6th Kyu!

I’ve passed my first soroban exam!

I am from now on the proud bearer (owner?) of a 6th student’s (or 6th kyu) degree of soroban. I received my results yesterday, I scored multiplication/division/addition 130/140/150 points from a maximally possible 150 points each, and I needed 100 points per section to pass the exam. Together with the results I also received a little orange sticker bearing the 6th kyu, which many kids put on the side of their soroban.soroban results and book for 6th kyu

And now? Well, more of the same. I already bought a book with exercises for the 5th kyu level (the student or kyu levels are counted down, the highest one is thus 1st kyu; the next higher level would be first dan. Yes, it’s the same grading system as in many martial arts). The only difference now is the size of the numbers: Up to 4 digits for addition/subtraction and multiplication, up to 5 for division. According to my sensei, the 5th kyu level addition and subtraction is the one where the kids have most problems with – the allowed time stays the same, but if they calculate too fast, they make too many mistakes, and if they slow down, they do not make the cutoff of 10 correct answers… We will see how I will do. I think my sensei will only allow me to take the test if he’s sure I will pass it.

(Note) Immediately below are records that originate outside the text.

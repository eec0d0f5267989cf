// Copyright (c) 2026 100monkeys.ai
// SPDX-License-Identifier: AGPL-3.0

#![allow(dead_code)]

use async_trait::async_trait;
use std::path::{Path, PathBuf};
use std::sync::atomic::{AtomicUsize, Ordering};
use std::sync::Arc;
use std::time::Duration;

use treeswarm_core::domain::agent::SourceRange;
use treeswarm_core::domain::bundle::BundleHandle;
use treeswarm_core::domain::discovery::{CstDiscoverer, CstNode, DiscoveryError};
use treeswarm_core::domain::kernel::{
    AgentKernel, KernelError, KernelRequest, KernelResult, TerminationReason, ToolCall, ToolDispatcher,
};
use treeswarm_core::domain::swarm_config::SwarmConfig;
use treeswarm_core::domain::tools::{ToolBackend, ToolContext, ToolError, ToolOutput, ToolSchema};
use treeswarm_core::infrastructure::bundles::StaticBundleResolver;
use treeswarm_swarm::SwarmCollaborators;

pub fn node(id: &str, node_type: &str, name: &str, file_path: &str, start: u32) -> CstNode {
    CstNode {
        node_id: id.to_string(),
        node_type: node_type.to_string(),
        name: name.to_string(),
        full_name: format!("{}.{}", file_path.trim_end_matches(".py"), name),
        file_path: file_path.to_string(),
        range: SourceRange::new(start, start + 9),
        text: String::new(),
        parent_node_id: None,
    }
}

pub fn three_nodes() -> Vec<CstNode> {
    let mut method = node("n3", "function", "parse", "parser.py", 20);
    method.parent_node_id = Some("n2".to_string());
    vec![
        node("n1", "function", "main", "main.py", 1),
        node("n2", "class", "Parser", "parser.py", 10),
        method,
    ]
}

pub fn config(root: &Path) -> SwarmConfig {
    SwarmConfig {
        project_root: root.join("src"),
        state_dir: root.join("state"),
        node_types: vec!["function".to_string(), "class".to_string()],
        trigger_cooldown_ms: 0,
        shutdown_grace_secs: 1,
        ..SwarmConfig::default()
    }
}

/// Kernel that, when `echo` is set, asks the `message_self` tool to send the
/// agent a message on every run.
#[derive(Default)]
pub struct EchoKernel {
    pub echo: bool,
    pub delay: Duration,
    runs: AtomicUsize,
}

impl EchoKernel {
    pub fn echoing() -> Self {
        Self { echo: true, ..Self::default() }
    }

    pub fn runs(&self) -> usize {
        self.runs.load(Ordering::SeqCst)
    }
}

#[async_trait]
impl AgentKernel for EchoKernel {
    async fn run(&self, _request: KernelRequest, tools: &dyn ToolDispatcher) -> Result<KernelResult, KernelError> {
        self.runs.fetch_add(1, Ordering::SeqCst);
        tokio::time::sleep(self.delay).await;
        let mut tool_calls = Vec::new();
        let mut tool_results = Vec::new();
        if self.echo {
            let call = ToolCall {
                call_id: "call-1".to_string(),
                name: "message_self".to_string(),
                arguments: serde_json::json!({"content": "again"}),
            };
            tool_results.push(tools.dispatch(&call).await);
            tool_calls.push(call);
        }
        Ok(KernelResult {
            final_message: "ok".to_string(),
            tool_calls,
            tool_results,
            termination_reason: TerminationReason::FinalMessage,
        })
    }
}

pub struct SelfMessageTools;

#[async_trait]
impl ToolBackend for SelfMessageTools {
    async fn discover_tools(&self, _bundle: &BundleHandle) -> Result<Vec<ToolSchema>, ToolError> {
        Ok(vec![ToolSchema {
            name: "message_self".to_string(),
            description: "Send yourself a message".to_string(),
            parameters: serde_json::json!({"type": "object", "properties": {"content": {"type": "string"}}}),
        }])
    }

    async fn execute(
        &self,
        tool_name: &str,
        arguments: serde_json::Value,
        context: &ToolContext,
    ) -> Result<ToolOutput, ToolError> {
        if tool_name != "message_self" {
            return Err(ToolError::UnknownTool(tool_name.to_string()));
        }
        let content = arguments["content"].as_str().unwrap_or_default().to_string();
        let id = context
            .externals
            .send_message(context.agent_id.clone(), content, Default::default())
            .await?;
        Ok(ToolOutput::ok(id.to_string()))
    }
}

pub struct FixedDiscoverer {
    pub nodes: Vec<CstNode>,
}

#[async_trait]
impl CstDiscoverer for FixedDiscoverer {
    async fn discover(&self, paths: &[PathBuf]) -> Result<Vec<CstNode>, DiscoveryError> {
        if paths.is_empty() {
            return Err(DiscoveryError::Read { path: String::new(), reason: "no paths".to_string() });
        }
        Ok(self.nodes.clone())
    }
}

pub fn collaborators(kernel: Arc<EchoKernel>) -> SwarmCollaborators {
    SwarmCollaborators {
        kernel,
        tools: Arc::new(SelfMessageTools),
        bundles: Arc::new(
            StaticBundleResolver::new()
                .with("function", BundleHandle::new("function", "bundles/function"))
                .with("class", BundleHandle::new("class", "bundles/class")),
        ),
        workspaces: None,
        discoverer: None,
    }
}

pub async fn wait_until<F, Fut>(timeout: Duration, mut condition: F) -> bool
where
    F: FnMut() -> Fut,
    Fut: std::future::Future<Output = bool>,
{
    let deadline = tokio::time::Instant::now() + timeout;
    while tokio::time::Instant::now() < deadline {
        if condition().await {
            return true;
        }
        tokio::time::sleep(Duration::from_millis(10)).await;
    }
    condition().await
}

I know this may sound strange to people less nerdy than I am, but I really enjoy doing this!

Weekend!

The last three days were very busy, I was on my feet – literally – for more than eight hours each day… When I came home last night I was so tired, I went to bed at around ten, hence the delay in my report, but here it is, finally:

Wednesday night was the last evening of the yoiyama for the Saki matsuri parade. Just like last year, from 6 pm the streets of the inner city where the floats had been built were closed for traffic, and were turned into a huge pedestrian area. It was very crowded; when I looked from Yasaka shrine over Shijo street, it was filled with people, the heads of the Japanese turning the space into a black mass. It had been a very hot day and it was a lovely night, but because it was so crowded, the feeling was more hectic and much less relaxed than last year.

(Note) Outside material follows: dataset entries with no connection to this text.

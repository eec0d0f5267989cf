// Copyright (c) 2026 100monkeys.ai
// SPDX-License-Identifier: AGPL-3.0
//! # Agent Kernel Interface
//!
//! The kernel is the external tool-calling loop that decides what an agent
//! does in a turn. The scheduler only needs to hand it messages and tool
//! schemas and collect the result; tool calls flow back through a
//! [`ToolDispatcher`] supplied by the turn executor so that tools can reach
//! the swarm.

use async_trait::async_trait;
use serde::{Deserialize, Serialize};
use thiserror::Error;

use crate::domain::tools::ToolSchema;

#[derive(Debug, Clone, Copy, PartialEq, Eq, Serialize, Deserialize)]
#[serde(rename_all = "lowercase")]
pub enum MessageRole {
    System,
    User,
    Assistant,
    Tool,
}

#[derive(Debug, Clone, PartialEq, Serialize, Deserialize)]
pub struct KernelMessage {
    pub role: MessageRole,
    pub content: String,
}

impl KernelMessage {
    pub fn system(content: impl Into<String>) -> Self {
        Self { role: MessageRole::System, content: content.into() }
    }

    pub fn user(content: impl Into<String>) -> Self {
        Self { role: MessageRole::User, content: content.into() }
    }

    pub fn assistant(content: impl Into<String>) -> Self {
        Self { role: MessageRole::Assistant, content: content.into() }
    }
}

#[derive(Debug, Clone, PartialEq, Serialize, Deserialize)]
pub struct ToolCall {
    pub call_id: String,
    pub name: String,
    pub arguments: serde_json::Value,
}

#[derive(Debug, Clone, PartialEq, Serialize, Deserialize)]
pub struct ToolResult {
    pub call_id: String,
    pub output: String,
    pub is_error: bool,
}

#[derive(Debug, Clone, Copy, PartialEq, Eq, Serialize, Deserialize)]
#[serde(rename_all = "snake_case")]
pub enum TerminationReason {
    FinalMessage,
    MaxTurnsReached,
    NoToolCalls,
}

#[derive(Debug, Clone, PartialEq, Serialize, Deserialize)]
pub struct KernelRequest {
    pub messages: Vec<KernelMessage>,
    pub tools: Vec<ToolSchema>,
    pub max_turns: u32,
}

#[derive(Debug, Clone, PartialEq, Serialize, Deserialize)]
pub struct KernelResult {
    pub final_message: String,
    #[serde(default)]
    pub tool_calls: Vec<ToolCall>,
    #[serde(default)]
    pub tool_results: Vec<ToolResult>,
    pub termination_reason: TerminationReason,
}

#[derive(Debug, Error)]
pub enum KernelError {
    #[error("Model request failed: {0}")]
    Model(String),

    #[error("Kernel aborted: {0}")]
    Aborted(String),
}

/// Executes tool calls on the kernel's behalf for the current turn.
#[async_trait]
pub trait ToolDispatcher: Send + Sync {
    async fn dispatch(&self, call: &ToolCall) -> ToolResult;
}

#[async_trait]
pub trait AgentKernel: Send + Sync {
    async fn run(&self, request: KernelRequest, tools: &dyn ToolDispatcher) -> Result<KernelResult, KernelError>;
}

I had fun though, trying out new street food: pancakes made from takoyaki batter, rolled up and then topped with all sorts of condiments. I had one with mayo, parsley, dried fish flakes, and ketchup, thus each bite tasted differently. Altogether, there were at least four different types. For safety reasons I did not try the one with the fried egg on top: although seemingly delicious, the yolk still looked rather runny… Also, I have to admit that I succumbed to shopping and bought a tengui, a traditional, thin Japanese towel, that was sold at the stand of the boat-float, which always comes last in the parade. I bought this one because I really liked the phoenix on it, what do you think:Japanese Towel called "Tengui"

The biggest novelty – and one that my inner treehugger is especially happy about – were the ECO-stations placed at exits and large crossings of the pedestrian area. When I bought the pancake, I received it in a little dish made from very sturdy plastic and I already thought it was a shame to throw it away after single use. Only then did I discover the ECO-stations, where one could return these dishes to have them washed and reused directly. What a wonderful idea! I hope they’ll keep it up and they can be seen at many matsuri to come!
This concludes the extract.